## ACTIVITY
Count how many lines in this material contain "LeaseStore". The answer is that number alone.

## GIVEN RECORDS

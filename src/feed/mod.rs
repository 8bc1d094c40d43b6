//! Feed module
//!
//! Handles:
//! - Topic URI parsing and bridge URL layout
//! - Post → entry rendering (classification, link rewriting)
//! - Profile and single-post feed synthesis
//! - Atom serialization

mod atom;
mod model;
mod render;
mod synth;
mod topic;

pub use atom::{ATOM_CONTENT_TYPE, to_atom};
pub use model::{
    COLLECTION_PUBLIC, Content, Entry, Feed, InReplyTo, Link, ObjectType, Person, Verb,
};
pub use render::{EntryRenderer, Span, collect_spans, format_text, rewrite_spans};
pub use synth::FeedSynthesizer;
pub use topic::{
    BridgeUrls, HUB_PATH, SALMON_PATH, Topic, WEBFINGER_PATH, hashtag_url, parse_topic,
    post_feed_path, post_url, profile_feed_path, profile_url,
};
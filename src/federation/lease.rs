//! Hub subscription lease persistence
//!
//! The hub keeps its subscriber list in memory. Leases are mirrored to the
//! database on every change and handed back to the hub at startup.

use async_trait::async_trait;
use chrono::{DateTime, Utc};
use std::sync::Arc;
use std::time::Duration;
use tokio::task::JoinHandle;

use crate::data::{Database, LeaseRecord};
use crate::error::AppError;

/// Receives leases restored at startup
#[cfg_attr(test, mockall::automock)]
#[async_trait]
pub trait LeaseRegistrar: Send + Sync {
    async fn register(&self, lease: &LeaseRecord) -> Result<(), AppError>;
}

/// Notified by the hub whenever a lease changes
///
/// `None` for `lease_end` means the subscription ended.
#[async_trait]
pub trait LeaseObserver: Send + Sync {
    async fn lease_changed(
        &self,
        topic: &str,
        callback: &str,
        secret: &str,
        lease_end: Option<DateTime<Utc>>,
    );
}

/// Durable lease store
#[derive(Clone)]
pub struct LeaseStore {
    db: Arc<Database>,
}

impl LeaseStore {
    pub fn new(db: Arc<Database>) -> Self {
        Self { db }
    }

    /// Re-register every valid lease and drop the expired ones
    ///
    /// # Returns
    /// Number of leases handed to the registrar
    ///
    /// # Errors
    /// Database errors and registrar errors abort the restore
    pub async fn restore(&self, registrar: &dyn LeaseRegistrar) -> Result<usize, AppError> {
        let now = Utc::now();
        let mut restored = 0;

        for lease in self.db.list_leases().await? {
            if lease.is_expired_at(now) {
                self.db.delete_lease(&lease.topic, &lease.callback).await?;
                tracing::debug!(topic = %lease.topic, callback = %lease.callback, "Dropped expired lease");
                continue;
            }

            registrar.register(&lease).await?;
            restored += 1;
        }

        tracing::info!(restored, "Restored subscription leases");
        Ok(restored)
    }

    /// Leases valid right now
    pub async fn active_leases(&self) -> Result<Vec<LeaseRecord>, AppError> {
        self.db.active_leases(Utc::now()).await
    }

    /// Delete every expired lease
    pub async fn purge_expired(&self) -> Result<u64, AppError> {
        let purged = self.db.delete_expired_leases(Utc::now()).await?;
        if purged > 0 {
            tracing::info!(purged, "Purged expired subscription leases");
        }
        Ok(purged)
    }

    /// Purge expired leases every `period`, starting one period from now
    pub fn spawn_purge_task(&self, period: Duration) -> JoinHandle<()> {
        let store = self.clone();
        let handle = tokio::spawn(async move {
            let mut interval = tokio::time::interval(period);
            // The first tick completes immediately.
            interval.tick().await;

            loop {
                interval.tick().await;
                if let Err(e) = store.purge_expired().await {
                    tracing::error!(error = %e, "Lease purge failed");
                }
            }
        });

        tracing::info!(period_secs = period.as_secs(), "Lease purge task spawned");
        handle
    }

    async fn apply(
        &self,
        topic: &str,
        callback: &str,
        secret: &str,
        lease_end: Option<DateTime<Utc>>,
    ) -> Result<&'static str, AppError> {
        match lease_end {
            Some(lease_end) => {
                self.db
                    .upsert_lease(&LeaseRecord {
                        topic: topic.to_string(),
                        callback: callback.to_string(),
                        secret: secret.to_string(),
                        lease_end,
                    })
                    .await?;
                Ok("upsert")
            }
            None => {
                self.db.delete_lease(topic, callback).await?;
                Ok("delete")
            }
        }
    }
}

#[async_trait]
impl LeaseObserver for LeaseStore {
    async fn lease_changed(
        &self,
        topic: &str,
        callback: &str,
        secret: &str,
        lease_end: Option<DateTime<Utc>>,
    ) {
        match self.apply(topic, callback, secret, lease_end).await {
            Ok(kind) => {
                crate::metrics::LEASE_CHANGES_TOTAL
                    .with_label_values(&[kind])
                    .inc();
                tracing::debug!(topic, callback, kind, "Persisted lease change");
            }
            Err(e) => {
                tracing::error!(topic, callback, error = %e, "Cannot save subscription lease");
            }
        }
    }
}
//! Bridge backend
//!
//! Everything the OStatus protocol layer needs from the bridge, split into
//! capability traits so handlers only depend on what they use.

use async_trait::async_trait;
use std::sync::Arc;
use tokio::sync::mpsc;

use crate::error::AppError;
use crate::federation::{
    KeyCache, SubscriptionManager, WebFingerResponse, public_key_data_url, resource_document,
};
use crate::feed::{BridgeUrls, Entry, Feed, FeedSynthesizer, parse_topic};

/// Hub-facing subscription control
#[async_trait]
pub trait Subscriber: Send + Sync {
    /// Start delivering feed deltas of `topic` to `sender`
    async fn subscribe(&self, topic: &str, sender: mpsc::Sender<Feed>) -> Result<(), AppError>;

    /// Stop the subscription delivering to `sender`'s channel
    async fn unsubscribe(&self, sender: &mpsc::Sender<Feed>) -> Result<(), AppError>;
}

/// Inbound salmon activities
#[async_trait]
pub trait Notifier: Send + Sync {
    async fn notify(&self, entry: &Entry) -> Result<(), AppError>;
}

/// Full feed of a topic
#[async_trait]
pub trait FeedProvider: Send + Sync {
    async fn feed(&self, topic: &str) -> Result<Feed, AppError>;
}

/// WebFinger resource lookup
#[async_trait]
pub trait ResourceProvider: Send + Sync {
    async fn resource(&self, uri: &str) -> Result<WebFingerResponse, AppError>;
}

/// Bridge backend
pub struct Backend {
    synthesizer: FeedSynthesizer,
    subscriptions: SubscriptionManager,
    keys: Arc<KeyCache>,
}

impl Backend {
    pub fn new(
        synthesizer: FeedSynthesizer,
        subscriptions: SubscriptionManager,
        keys: Arc<KeyCache>,
    ) -> Self {
        Self {
            synthesizer,
            subscriptions,
            keys,
        }
    }

    pub fn urls(&self) -> &BridgeUrls {
        self.synthesizer.renderer().urls()
    }

    pub fn subscriptions(&self) -> &SubscriptionManager {
        &self.subscriptions
    }

    /// Stop every polling task
    pub async fn shutdown(&self) {
        self.subscriptions.shutdown().await;
    }

    /// Reject `acct:` URIs addressed to another domain
    fn check_domain(&self, uri: &str) -> Result<(), AppError> {
        let domain = uri
            .strip_prefix("acct:")
            .and_then(|acct| acct.split_once('@'))
            .map(|(_, domain)| domain);

        match domain {
            Some(domain) if !domain.eq_ignore_ascii_case(self.urls().domain()) => {
                Err(AppError::NotFound)
            }
            _ => Ok(()),
        }
    }
}

#[async_trait]
impl Subscriber for Backend {
    async fn subscribe(&self, topic: &str, sender: mpsc::Sender<Feed>) -> Result<(), AppError> {
        self.subscriptions.subscribe(topic, sender).await
    }

    async fn unsubscribe(&self, sender: &mpsc::Sender<Feed>) -> Result<(), AppError> {
        self.subscriptions.unsubscribe(sender).await
    }
}

#[async_trait]
impl Notifier for Backend {
    async fn notify(&self, entry: &Entry) -> Result<(), AppError> {
        self.subscriptions.notify(entry)
    }
}

#[async_trait]
impl FeedProvider for Backend {
    async fn feed(&self, topic: &str) -> Result<Feed, AppError> {
        self.synthesizer.feed(topic).await
    }
}

#[async_trait]
impl ResourceProvider for Backend {
    async fn resource(&self, uri: &str) -> Result<WebFingerResponse, AppError> {
        self.check_domain(uri)?;
        let topic = parse_topic(uri)?;

        let profile = self.synthesizer.client().get_profile(topic.handle()).await?;
        let key = self.keys.get_or_create(profile.id).await?;

        Ok(resource_document(
            self.urls(),
            &profile,
            public_key_data_url(&key),
        ))
    }
}
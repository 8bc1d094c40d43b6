//! Service layer
//!
//! Ties the upstream client, feed synthesis, polling subscriptions and
//! signing keys together behind the capabilities the protocol layer uses.

mod backend;

pub use backend::{Backend, FeedProvider, Notifier, ResourceProvider, Subscriber};
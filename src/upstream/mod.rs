//! Upstream timeline service
//!
//! The bridge only reads from the upstream service:
//! - Account profiles
//! - Single posts
//! - Account timelines since a given post

mod client;
mod models;

use async_trait::async_trait;

pub use client::HttpTimelineClient;
pub use models::{
    Entities, HashtagEntity, MediaEntity, MentionEntity, Post, Profile, StatusRef, UrlEntity,
};

use crate::error::AppError;

/// Timeline query parameters
#[derive(Debug, Clone, PartialEq, Eq)]
pub struct TimelineQuery {
    /// Numeric account id
    pub account_id: u64,
    /// Only return posts newer than this id
    pub since_id: Option<u64>,
    /// Maximum number of posts
    pub count: u32,
    /// Include shares of other accounts' posts
    pub include_shares: bool,
}

/// Read access to the upstream timeline service
///
/// Implementations own authentication, transport and retry policy.
/// Absent accounts or posts map to `AppError::NotFound`, transient
/// failures to `AppError::Upstream`.
#[cfg_attr(test, mockall::automock)]
#[async_trait]
pub trait TimelineClient: Send + Sync {
    /// Fetch an account profile by handle
    async fn get_profile(&self, handle: &str) -> Result<Profile, AppError>;

    /// Fetch a single post by id
    async fn get_post(&self, id: u64) -> Result<Post, AppError>;

    /// Fetch an account timeline, newest first
    async fn get_timeline(&self, query: TimelineQuery) -> Result<Vec<Post>, AppError>;
}
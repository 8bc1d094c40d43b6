//! Feed models
//!
//! Atom feeds carrying ActivityStreams 1.0 annotations, the format
//! OStatus subscribers expect.

use chrono::{DateTime, Utc};
use serde::Serialize;

/// Public addressing collection used in `mentioned` links
pub const COLLECTION_PUBLIC: &str = "http://activityschema.org/collection/public";

// =============================================================================
// Classification
// =============================================================================

/// ActivityStreams object type
#[derive(Debug, Clone, PartialEq, Eq, Serialize)]
pub enum ObjectType {
    Activity,
    Note,
    Comment,
    Person,
    Collection,
    /// Any object type the bridge does not produce
    Other(String),
}

impl ObjectType {
    pub fn as_uri(&self) -> &str {
        match self {
            ObjectType::Activity => "http://activitystrea.ms/schema/1.0/activity",
            ObjectType::Note => "http://activitystrea.ms/schema/1.0/note",
            ObjectType::Comment => "http://activitystrea.ms/schema/1.0/comment",
            ObjectType::Person => "http://activitystrea.ms/schema/1.0/person",
            ObjectType::Collection => "http://activitystrea.ms/schema/1.0/collection",
            ObjectType::Other(uri) => uri,
        }
    }
}

/// ActivityStreams verb
#[derive(Debug, Clone, PartialEq, Eq, Serialize)]
pub enum Verb {
    Post,
    Share,
    Follow,
    Unfollow,
    Other(String),
}

impl Verb {
    pub fn as_uri(&self) -> &str {
        match self {
            Verb::Post => "http://activitystrea.ms/schema/1.0/post",
            Verb::Share => "http://activitystrea.ms/schema/1.0/share",
            Verb::Follow => "http://activitystrea.ms/schema/1.0/follow",
            Verb::Unfollow => "http://ostatus.org/schema/1.0/unfollow",
            Verb::Other(uri) => uri,
        }
    }
}

// =============================================================================
// Building blocks
// =============================================================================

/// Atom link
#[derive(Debug, Clone, PartialEq, Eq, Serialize)]
pub struct Link {
    pub rel: String,
    pub media_type: Option<String>,
    pub href: String,
    pub object_type: Option<ObjectType>,
}

impl Link {
    pub fn new(rel: impl Into<String>, href: impl Into<String>) -> Self {
        Self {
            rel: rel.into(),
            media_type: None,
            href: href.into(),
            object_type: None,
        }
    }

    pub fn with_type(mut self, media_type: impl Into<String>) -> Self {
        self.media_type = Some(media_type.into());
        self
    }

    pub fn with_object_type(mut self, object_type: ObjectType) -> Self {
        self.object_type = Some(object_type);
        self
    }
}

/// Author block
#[derive(Debug, Clone, PartialEq, Eq, Serialize)]
pub struct Person {
    /// `acct:` URI
    pub id: String,
    pub name: String,
    pub email: String,
    pub summary: String,
    pub links: Vec<Link>,
    pub preferred_username: String,
}

/// Entry body
#[derive(Debug, Clone, PartialEq, Eq, Serialize)]
pub struct Content {
    /// Atom text construct type, always "html" for rendered posts
    pub kind: String,
    /// Omitted when the language is undetermined
    pub lang: Option<String>,
    pub body: String,
}

/// `thr:in-reply-to` reference
#[derive(Debug, Clone, PartialEq, Eq, Serialize)]
pub struct InReplyTo {
    /// Entry id of the replied-to post
    pub reference: String,
    /// Human-facing URL of the replied-to post
    pub href: String,
    pub media_type: String,
}

// =============================================================================
// Entry / Feed
// =============================================================================

/// One activity derived from one source post
#[derive(Debug, Clone, PartialEq, Eq, Serialize)]
pub struct Entry {
    pub id: String,
    pub title: String,
    pub published: DateTime<Utc>,
    pub updated: DateTime<Utc>,
    pub links: Vec<Link>,
    pub content: Content,
    /// Set only when the post's author is not the feed owner
    pub author: Option<Person>,
    pub object_type: ObjectType,
    pub verb: Verb,
    pub in_reply_to: Option<InReplyTo>,
    /// Shared post, for shares
    pub object: Option<Box<Entry>>,
}

/// A full or delta feed
#[derive(Debug, Clone, PartialEq, Eq, Serialize)]
pub struct Feed {
    pub id: String,
    pub title: String,
    pub subtitle: String,
    pub logo: Option<String>,
    pub updated: DateTime<Utc>,
    pub links: Vec<Link>,
    pub author: Option<Person>,
    pub entries: Vec<Entry>,
}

## TASK RESPONSE
3